A powerful statement from Nintendo of America President and COO Reggie FILS-AIME about what business they are in, and who they are competing against:

He counted the exact number of minutes per day and said that outside of the time a consumer spends eating, sleeping, working, and going to school, “all of the rest of that time is entertainment time. That’s what I compete for, minute by minute. That time you spend surfing the Web, watching a movie, watching a telecast of a conference: that’s all entertainment time we’re competing for. My competitive set is much bigger than my direct competitors in Sony and Microsoft. I compete for time. When I do that, I have to be creative and innovative in order to win that battle.” — Ars Technica interview, Oct. 3, 2018

Granted this is not just PR material, it’s a very educated positioning and explanation on the fact they don’t sell products, games or electronics. The end value of Nintendo is entertainment. Which means they compete as directly with Netflix, as they do with Microsoft or Sony. And as such matching feature for feature with other gaming consoles is not the end game, but rather a short-sighted trap.
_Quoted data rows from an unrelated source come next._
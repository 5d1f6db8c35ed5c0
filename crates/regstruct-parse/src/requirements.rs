//! Keyword classification of sentences into obligations, rights and
//! time-bound requirements.

use regstruct_core::{Article, Requirement, TimeRequirement};
use regstruct_nlp::NlpCapability;
use tracing::debug;

use crate::config::ParseConfig;

/// Flags for one sentence.
#[derive(Debug, Clone, Copy, Default, PartialEq, Eq)]
pub struct Classification {
    pub is_obligation: bool,
    pub is_right: bool,
    pub is_time_requirement: bool,
}

impl Classification {
    /// Only obligations and rights are kept; time-bound alone is not enough.
    pub fn is_requirement(&self) -> bool {
        self.is_obligation || self.is_right
    }
}

/// Requirements extracted from one article.
#[derive(Debug, Clone, Default, PartialEq, Eq)]
pub struct ArticleRequirements {
    pub requirements: Vec<Requirement>,
    pub time_requirements: Vec<TimeRequirement>,
}

/// Classifies sentences by case-insensitive substring match against the
/// configured keyword sets.
#[derive(Debug, Clone, Copy)]
pub struct RequirementClassifier<'c> {
    config: &'c ParseConfig,
}

impl<'c> RequirementClassifier<'c> {
    pub fn new(config: &'c ParseConfig) -> Self {
        Self { config }
    }

    pub fn classify(&self, sentence: &str) -> Classification {
        let lower = sentence.to_lowercase();
        let any = |keywords: &[String]| keywords.iter().any(|k| lower.contains(k.as_str()));
        Classification {
            is_obligation: any(&self.config.obligation_keywords),
            is_right: any(&self.config.right_keywords),
            is_time_requirement: any(&self.config.time_keywords),
        }
    }

    /// Classify every sentence of every paragraph and subparagraph text.
    ///
    /// A sentence becomes a [`Requirement`] only when it is an obligation or a
    /// right; a [`TimeRequirement`] is added when such a sentence is also
    /// time-bound. Sentences that are only time-bound are dropped.
    pub fn extract(&self, article: &Article, nlp: &impl NlpCapability) -> ArticleRequirements {
        let mut out = ArticleRequirements::default();
        for paragraph in &article.paragraphs {
            let number = &paragraph.number.raw;
            self.extract_text(&mut out, nlp, &paragraph.text, number, None);
            for sub in &paragraph.subparagraphs {
                self.extract_text(&mut out, nlp, &sub.text, number, Some(&sub.letter.raw));
            }
        }
        debug!(
            article = %article.number,
            requirements = out.requirements.len(),
            time_requirements = out.time_requirements.len(),
            "classified requirements"
        );
        out
    }

    fn extract_text(
        &self,
        out: &mut ArticleRequirements,
        nlp: &impl NlpCapability,
        text: &str,
        paragraph: &str,
        subparagraph: Option<&str>,
    ) {
        for sentence in nlp.segment_sentences(text) {
            let sentence = sentence.trim();
            if sentence.is_empty() {
                continue;
            }
            let flags = self.classify(sentence);
            if !flags.is_requirement() {
                continue;
            }
            if flags.is_time_requirement {
                out.time_requirements.push(TimeRequirement {
                    paragraph: Some(paragraph.to_string()),
                    subparagraph: subparagraph.map(str::to_string),
                    text: sentence.to_string(),
                });
            }
            out.requirements.push(Requirement {
                paragraph: Some(paragraph.to_string()),
                subparagraph: subparagraph.map(str::to_string),
                text: sentence.to_string(),
                is_obligation: flags.is_obligation,
                is_right: flags.is_right,
                is_time_requirement: flags.is_time_requirement,
            });
        }
    }
}
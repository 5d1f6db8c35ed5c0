//! Key-actor mentions and named entities for one article.

use regstruct_core::{ActorType, Entity, KeyActorMention};
use regstruct_nlp::NlpCapability;
use tracing::debug;

use crate::config::ParseConfig;

/// Sentences of `content` mentioning each actor type.
///
/// Sentences come from the NLP capability over the full article content and
/// are matched case-insensitively against the configured keywords. A sentence
/// yields at most one mention per actor type however many of that type's
/// keywords it contains. Output is grouped by actor type, then in sentence
/// order.
pub fn identify_key_actors(
    content: &str,
    nlp: &impl NlpCapability,
    config: &ParseConfig,
) -> Vec<KeyActorMention> {
    let lower = content.to_lowercase();
    let active: Vec<ActorType> = ActorType::ALL
        .into_iter()
        .filter(|actor| {
            config
                .keywords_for(*actor)
                .iter()
                .any(|k| lower.contains(k.as_str()))
        })
        .collect();
    if active.is_empty() {
        return Vec::new();
    }

    let sentences: Vec<(String, String)> = nlp
        .segment_sentences(content)
        .into_iter()
        .map(|s| {
            let trimmed = s.trim().to_string();
            (trimmed.to_lowercase(), trimmed)
        })
        .filter(|(_, s)| !s.is_empty())
        .collect();

    let mut mentions = Vec::new();
    for actor in active {
        let keywords = config.keywords_for(actor);
        for (lowered, sentence) in &sentences {
            if keywords.iter().any(|k| lowered.contains(k.as_str())) {
                mentions.push(KeyActorMention {
                    actor,
                    text: sentence.clone(),
                });
            }
        }
    }
    debug!(count = mentions.len(), "identified key actor mentions");
    mentions
}

/// Entities over the full article content, restricted to the configured labels.
pub fn extract_entities(
    content: &str,
    nlp: &impl NlpCapability,
    config: &ParseConfig,
) -> Vec<Entity> {
    nlp.extract_entities(content)
        .into_iter()
        .filter(|span| config.entity_labels.iter().any(|l| *l == span.label))
        .map(|span| Entity {
            text: span.text,
            label: span.label,
            start: span.start,
            end: span.end,
        })
        .collect()
}

#[cfg(test)]
mod tests {
    use regstruct_nlp::{EntitySpan, RuleBasedNlp};

    use super::*;

    struct FixedEntities;

    impl NlpCapability for FixedEntities {
        fn segment_sentences(&self, text: &str) -> Vec<String> {
            vec![text.to_string()]
        }

        fn extract_entities(&self, _text: &str) -> Vec<EntitySpan> {
            ["ORG", "DATE", "GPE", "CARDINAL"]
                .into_iter()
                .enumerate()
                .map(|(i, label)| EntitySpan {
                    text: format!("e{i}"),
                    label: label.to_string(),
                    start: i * 3,
                    end: i * 3 + 2,
                })
                .collect()
        }
    }

    #[test]
    fn one_mention_per_type_and_sentence() {
        let content = "The controller and the joint controller shall cooperate. The processor shall assist the Controller.";
        let mentions = identify_key_actors(content, &RuleBasedNlp::new(), &ParseConfig::default());
        let got: Vec<(ActorType, &str)> = mentions.iter().map(|m| (m.actor, m.text.as_str())).collect();
        assert_eq!(
            got,
            vec![
                (
                    ActorType::Controller,
                    "The controller and the joint controller shall cooperate."
                ),
                (ActorType::Controller, "The processor shall assist the Controller."),
                (ActorType::Processor, "The processor shall assist the Controller."),
            ]
        );
    }

    #[test]
    fn no_keywords_no_mentions() {
        let mentions =
            identify_key_actors("This Regulation lays down rules.", &RuleBasedNlp::new(), &ParseConfig::default());
        assert!(mentions.is_empty());
    }

    #[test]
    fn recipient_and_third_country() {
        let content = "Transfers to a third country require safeguards. The recipient is informed.";
        let mentions = identify_key_actors(content, &RuleBasedNlp::new(), &ParseConfig::default());
        let types: Vec<ActorType> = mentions.iter().map(|m| m.actor).collect();
        assert_eq!(types, vec![ActorType::ThirdParty, ActorType::Recipient]);
    }

    #[test]
    fn entity_labels_filtered() {
        let ents = extract_entities("ignored", &FixedEntities, &ParseConfig::default());
        let labels: Vec<&str> = ents.iter().map(|e| e.label.as_str()).collect();
        assert_eq!(labels, vec!["ORG", "GPE"]);
        assert_eq!(ents[1].start, 6);
    }
}
pub mod actor;
pub mod definitions;
pub mod model;
pub mod ordinal;
pub mod view;

pub use actor::{ActorType, UnknownActorType};
pub use definitions::DefinitionMap;
pub use model::{
    Article, Chapter, CrossReference, Definition, Entity, KeyActorMention, Paragraph,
    ParsedArticle, ParsedDocument, Recital, Requirement, Section, Subparagraph, Subsubparagraph,
    TimeRequirement,
};
pub use ordinal::{Ordinal, OrdinalKind, OrdinalOrder, number_key};
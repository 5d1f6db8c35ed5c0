//! Key actor roles mentioned in the regulation.

use std::str::FromStr;

use serde::{Deserialize, Serialize};
use thiserror::Error;

#[derive(Debug, Clone, Copy, PartialEq, Eq, Hash, PartialOrd, Ord, Serialize, Deserialize)]
#[serde(rename_all = "snake_case")]
pub enum ActorType {
    DataSubject,
    Controller,
    Processor,
    Authority,
    ThirdParty,
    Recipient,
}

#[derive(Debug, Error, PartialEq, Eq)]
#[error("unknown actor type '{0}' (expected one of: data_subject, controller, processor, authority, third_party, recipient)")]
pub struct UnknownActorType(pub String);

impl ActorType {
    /// All actor types in scan order.
    pub const ALL: [ActorType; 6] = [
        Self::DataSubject,
        Self::Controller,
        Self::Processor,
        Self::Authority,
        Self::ThirdParty,
        Self::Recipient,
    ];

    pub fn as_str(&self) -> &'static str {
        match self {
            Self::DataSubject => "data_subject",
            Self::Controller => "controller",
            Self::Processor => "processor",
            Self::Authority => "authority",
            Self::ThirdParty => "third_party",
            Self::Recipient => "recipient",
        }
    }

    /// Role name as it reads in running text ("data_subject" → "data subject").
    pub fn phrase(&self) -> String {
        self.as_str().replace('_', " ")
    }

    /// Default lowercase keywords that signal a mention of this actor.
    pub fn default_keywords(&self) -> &'static [&'static str] {
        match self {
            Self::DataSubject => &[
                "data subject",
                "natural person",
                "concerned person",
                "individual",
            ],
            Self::Controller => &["controller", "joint controller"],
            Self::Processor => &["processor", "sub-processor"],
            Self::Authority => &[
                "supervisory authority",
                "competent authority",
                "lead authority",
            ],
            Self::ThirdParty => &["third party", "third-party", "third country"],
            Self::Recipient => &["recipient"],
        }
    }
}

impl std::fmt::Display for ActorType {
    fn fmt(&self, f: &mut std::fmt::Formatter<'_>) -> std::fmt::Result {
        f.write_str(self.as_str())
    }
}

impl FromStr for ActorType {
    type Err = UnknownActorType;

    fn from_str(s: &str) -> Result<Self, Self::Err> {
        Self::ALL
            .into_iter()
            .find(|a| a.as_str() == s)
            .ok_or_else(|| UnknownActorType(s.to_string()))
    }
}

#[cfg(test)]
mod tests {
    use super::*;

    #[test]
    fn parse_round_trip() {
        for actor in ActorType::ALL {
            assert_eq!(actor.as_str().parse::<ActorType>(), Ok(actor));
        }
    }

    #[test]
    fn unknown_role_is_error() {
        let err = "regulator".parse::<ActorType>().unwrap_err();
        assert!(err.to_string().contains("regulator"));
    }

    #[test]
    fn phrase_replaces_underscores() {
        assert_eq!(ActorType::DataSubject.phrase(), "data subject");
        assert_eq!(ActorType::Controller.phrase(), "controller");
    }

    #[test]
    fn serde_uses_snake_case() {
        let json = serde_json::to_string(&ActorType::ThirdParty).unwrap();
        assert_eq!(json, "\"third_party\"");
    }
}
Ask yourself: in what business are you in? How can you bring added value? And only then consider what product you would need to achieve your goal.

Do you have an opposable strategy?

I published already a few things about the notion of opposable marketing, which to frame it simply, just asks the question: do you say something meaningful to your market?

Being cost-efficient, having good quality, paying attention to customers, etc. All that means nothing. Because no one does the opposite of that. If no one markets the facts they sell over-expensive products that are dangerous to consume because they don’t care about who buys them, why would you waste your time explaining you don’t do that?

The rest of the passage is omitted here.